> _Problem to work on_
Show each line of the listing in which the word "InvalidUrl" occurs.

- - -

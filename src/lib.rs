//! Data-freshness sync layer for the campus admin panel.
//!
//! Page controllers (notices, FAQs, users, scraper, logs, dashboard) fetch and
//! render on their own; this crate keeps them consistent without them knowing
//! about each other. It handles:
//! - Request interception: a successful same-origin mutation schedules one
//!   coalesced full reload
//! - Scoped change events after successful `post` calls
//! - Refresh on focus regain and fixed-interval polling
//!
//! # Architecture
//!
//! - `client`: `SyncClient`, the interface page controllers call
//! - `transport`: request primitive, reqwest transport, interception observer
//! - `reload`: the reload gate (`Idle -> ReloadScheduled`)
//! - `bus`: scope-filtered change notification registry
//! - `focus`: foreground-regain tracking
//! - `poller`: per-page polling timers
//! - `outcome`: success/failure decoding of response payloads
//! - `config`: origin, exempt paths and timings

pub mod bus;
pub mod client;
pub mod config;
pub mod error;
pub mod focus;
pub mod outcome;
pub mod poller;
pub mod reload;
pub mod transport;

pub use bus::{ChangeEvent, Scope, SubscriptionId};
pub use client::{
    global, install_global, FailureHook, PageWatch, PostOptions, SyncClient, SyncFailure,
};
pub use config::SyncConfig;
pub use error::{SyncError, TransportError};
pub use focus::FocusSignal;
pub use outcome::{FailureReason, Outcome};
pub use reload::{ChannelReloadSink, ReloadRequest, ReloadSink, ReloadState};

/// Install the fmt subscriber, filtered by `RUST_LOG`.
///
/// Safe to call more than once; later calls are ignored.
pub fn init_tracing() {
    let filter = tracing_subscriber::EnvFilter::try_from_default_env()
        .unwrap_or_else(|_| tracing_subscriber::EnvFilter::new("campus_sync=debug,info"));
    let _ = tracing_subscriber::fmt().with_env_filter(filter).try_init();
}
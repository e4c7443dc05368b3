//! Change scopes and the event carried on the bus.
//!
//! A scope names the resource domain a mutation touched. Page controllers
//! subscribe to the scope they render; `*` matches every scope on either side.

use chrono::Utc;
use serde::{Deserialize, Serialize};
use uuid::Uuid;

// ---------------------------------------------------------------------------
// Well-known scopes
// ---------------------------------------------------------------------------

pub const SCOPE_ALL: &str = "*";
pub const SCOPE_NOTICES: &str = "notices";
pub const SCOPE_FAQS: &str = "faqs";
pub const SCOPE_USERS: &str = "users";
pub const SCOPE_SCRAPER: &str = "scraper";
pub const SCOPE_LOGS: &str = "logs";
pub const SCOPE_DASHBOARD: &str = "dashboard";
pub const SCOPE_CHATBOT: &str = "chatbot";

#[derive(Debug, Clone, PartialEq, Eq, Hash, Serialize, Deserialize)]
#[serde(transparent)]
pub struct Scope(String);

impl Scope {
    /// Build a scope; a blank name becomes the wildcard.
    pub fn new(name: impl Into<String>) -> Self {
        let name = name.into();
        let trimmed = name.trim();
        if trimmed.is_empty() {
            return Self::all();
        }
        Self(trimmed.to_string())
    }

    pub fn all() -> Self {
        Self(SCOPE_ALL.to_string())
    }

    pub fn as_str(&self) -> &str {
        &self.0
    }

    pub fn is_wildcard(&self) -> bool {
        self.0 == SCOPE_ALL
    }

    /// Exact match, or a wildcard on either side.
    pub fn matches(&self, other: &Scope) -> bool {
        self.is_wildcard() || other.is_wildcard() || self.0 == other.0
    }
}

impl Default for Scope {
    fn default() -> Self {
        Self::all()
    }
}

impl std::fmt::Display for Scope {
    fn fmt(&self, f: &mut std::fmt::Formatter<'_>) -> std::fmt::Result {
        f.write_str(&self.0)
    }
}

impl From<&str> for Scope {
    fn from(value: &str) -> Self {
        Self::new(value)
    }
}

impl From<String> for Scope {
    fn from(value: String) -> Self {
        Self::new(value)
    }
}

#[derive(Debug, Clone, Serialize, Deserialize)]
pub struct ChangeEvent {
    pub id: String,
    pub scope: Scope,
    pub detail: serde_json::Value,
    pub created_at: String,
}

impl ChangeEvent {
    pub fn new(scope: Scope, detail: serde_json::Value) -> Self {
        Self {
            id: Uuid::new_v4().to_string(),
            scope,
            detail,
            created_at: Utc::now().to_rfc3339(),
        }
    }
}
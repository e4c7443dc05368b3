use std::time::Duration;

use async_trait::async_trait;
use reqwest::header::{HeaderName, HeaderValue};
use reqwest::Url;

use super::{HttpRequest, HttpResponse, Transport};
use crate::config::SyncConfig;
use crate::error::TransportError;

/// Sends requests with reqwest, resolving relative URLs against `origin`.
pub struct HttpTransport {
    client: reqwest::Client,
    origin: Url,
}

impl HttpTransport {
    pub fn new(origin: &str, timeout: Option<Duration>) -> Result<Self, TransportError> {
        let origin = Url::parse(origin)
            .map_err(|e| TransportError::InvalidUrl(format!("{origin}: {e}")))?;

        let mut builder = reqwest::Client::builder();
        if let Some(timeout) = timeout {
            builder = builder.timeout(timeout);
        }
        let client = builder
            .build()
            .map_err(|e| TransportError::Request(format!("failed to create HTTP client: {e}")))?;

        Ok(Self { client, origin })
    }

    pub fn from_config(config: &SyncConfig) -> Result<Self, TransportError> {
        Self::new(&config.origin, config.request_timeout())
    }

    pub fn origin(&self) -> &Url {
        &self.origin
    }

    fn resolve(&self, url: &str) -> Result<Url, TransportError> {
        self.origin
            .join(url)
            .map_err(|e| TransportError::InvalidUrl(format!("{url}: {e}")))
    }
}

#[async_trait]
impl Transport for HttpTransport {
    async fn send(&self, request: HttpRequest) -> Result<HttpResponse, TransportError> {
        let url = self.resolve(&request.url)?;
        tracing::debug!("{} {}", request.method, url);

        let mut builder = self.client.request(request.method.clone(), url);
        for (name, value) in &request.headers {
            let name = HeaderName::from_bytes(name.as_bytes())
                .map_err(|e| TransportError::Request(format!("invalid header name '{name}': {e}")))?;
            let value = HeaderValue::from_str(value)
                .map_err(|e| TransportError::Request(format!("invalid header value: {e}")))?;
            builder = builder.header(name, value);
        }
        if let Some(body) = &request.body {
            builder = builder.json(body);
        }

        let response = builder.send().await?;
        let status = response.status().as_u16();
        let body = response.text().await?;

        tracing::debug!("{} {} -> {status}", request.method, request.url);
        Ok(HttpResponse { status, body })
    }
}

- - -

> _Result of the exercise_
            .map_err(|e| TransportError::InvalidUrl(format!("{origin}: {e}")))?;
            .map_err(|e| TransportError::InvalidUrl(format!("{url}: {e}")))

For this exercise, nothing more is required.